Data to use Start Marker

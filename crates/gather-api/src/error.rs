use axum::{
    http::StatusCode,
    response::{IntoResponse, Response},
    Json,
};
use serde::Serialize;
use thiserror::Error;

use gather_core::{DomainError, FieldErrors};
use gather_shared::constants::GROUPS_PATH;

use crate::response::found;

#[derive(Error, Debug)]
pub enum ApiError {
    #[error("Authentication required")]
    AuthenticationRequired { sign_in_path: String },

    #[error("Not found: {0}")]
    NotFound(String),

    #[error("Authorization denied: {0}")]
    AuthorizationDenied(String),

    #[error("Validation failed: {0}")]
    ValidationFailed(FieldErrors),

    #[error("Bad request: {0}")]
    BadRequest(String),

    #[error("Internal error: {0}")]
    InternalError(String),
}

#[derive(Serialize)]
struct ErrorResponse {
    error: String,
    message: String,
}

impl From<DomainError> for ApiError {
    fn from(err: DomainError) -> Self {
        match err {
            DomainError::GroupNotFound(id) => ApiError::NotFound(format!("group {}", id)),
            DomainError::NotGroupLeader { .. } => ApiError::AuthorizationDenied(err.to_string()),
            DomainError::Validation(errors) => ApiError::ValidationFailed(errors),
            DomainError::AlreadyMember { .. } => ApiError::BadRequest(err.to_string()),
            DomainError::DatabaseError(_) => ApiError::InternalError(err.to_string()),
        }
    }
}

impl IntoResponse for ApiError {
    fn into_response(self) -> Response {
        let (status, error_type, message) = match self {
            ApiError::AuthenticationRequired { sign_in_path } => {
                tracing::debug!("Authentication required, redirecting to {}", sign_in_path);
                return found(&sign_in_path);
            },
            ApiError::NotFound(msg) => {
                tracing::warn!("Not found: {}", msg);
                return found(GROUPS_PATH);
            },
            // Same redirect as NotFound; no message is shown to the user.
            ApiError::AuthorizationDenied(msg) => {
                tracing::warn!("Authorization denied: {}", msg);
                return found(GROUPS_PATH);
            },
            ApiError::ValidationFailed(errors) => {
                tracing::warn!("Validation failed: {}", errors);
                return (StatusCode::UNPROCESSABLE_ENTITY, Json(errors)).into_response();
            },
            ApiError::BadRequest(msg) => {
                tracing::warn!("Bad request: {}", msg);
                (StatusCode::BAD_REQUEST, "BadRequest", msg)
            },
            ApiError::InternalError(msg) => {
                tracing::error!("Internal error: {}", msg);
                (StatusCode::INTERNAL_SERVER_ERROR, "InternalError", msg)
            },
        };

        let body = Json(ErrorResponse {
            error: error_type.to_string(),
            message,
        });

        (status, body).into_response()
    }
}

#[cfg(test)]
mod tests {
    use super::*;
    use axum::http::header;
    use uuid::Uuid;

    #[test]
    fn test_not_found_and_denied_redirect_to_index() {
        let not_found: ApiError = DomainError::GroupNotFound(Uuid::new_v4()).into();
        assert!(matches!(not_found, ApiError::NotFound(_)));

        let denied: ApiError = DomainError::NotGroupLeader {
            group_id: Uuid::new_v4(),
            user_id: Uuid::new_v4(),
        }
        .into();
        assert!(matches!(denied, ApiError::AuthorizationDenied(_)));

        for err in [not_found, denied] {
            let response = err.into_response();
            assert_eq!(response.status(), StatusCode::FOUND);
            assert_eq!(response.headers()[header::LOCATION], "/groups");
        }
    }

    #[test]
    fn test_authentication_required_redirects_to_sign_in() {
        let response = ApiError::AuthenticationRequired {
            sign_in_path: "/users/sign_in".to_string(),
        }
        .into_response();
        assert_eq!(response.status(), StatusCode::FOUND);
        assert_eq!(response.headers()[header::LOCATION], "/users/sign_in");
    }

    #[test]
    fn test_validation_is_unprocessable() {
        let mut errors = FieldErrors::new();
        errors.add("name", "can't be blank");
        let response = ApiError::from(DomainError::Validation(errors)).into_response();
        assert_eq!(response.status(), StatusCode::UNPROCESSABLE_ENTITY);
    }

    #[test]
    fn test_database_error_is_internal() {
        let response = ApiError::from(DomainError::DatabaseError("boom".into())).into_response();
        assert_eq!(response.status(), StatusCode::INTERNAL_SERVER_ERROR);
    }
}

Data to use End Marker

Report how many lines in the data include the word "LOCATION", and give nothing but the count.

2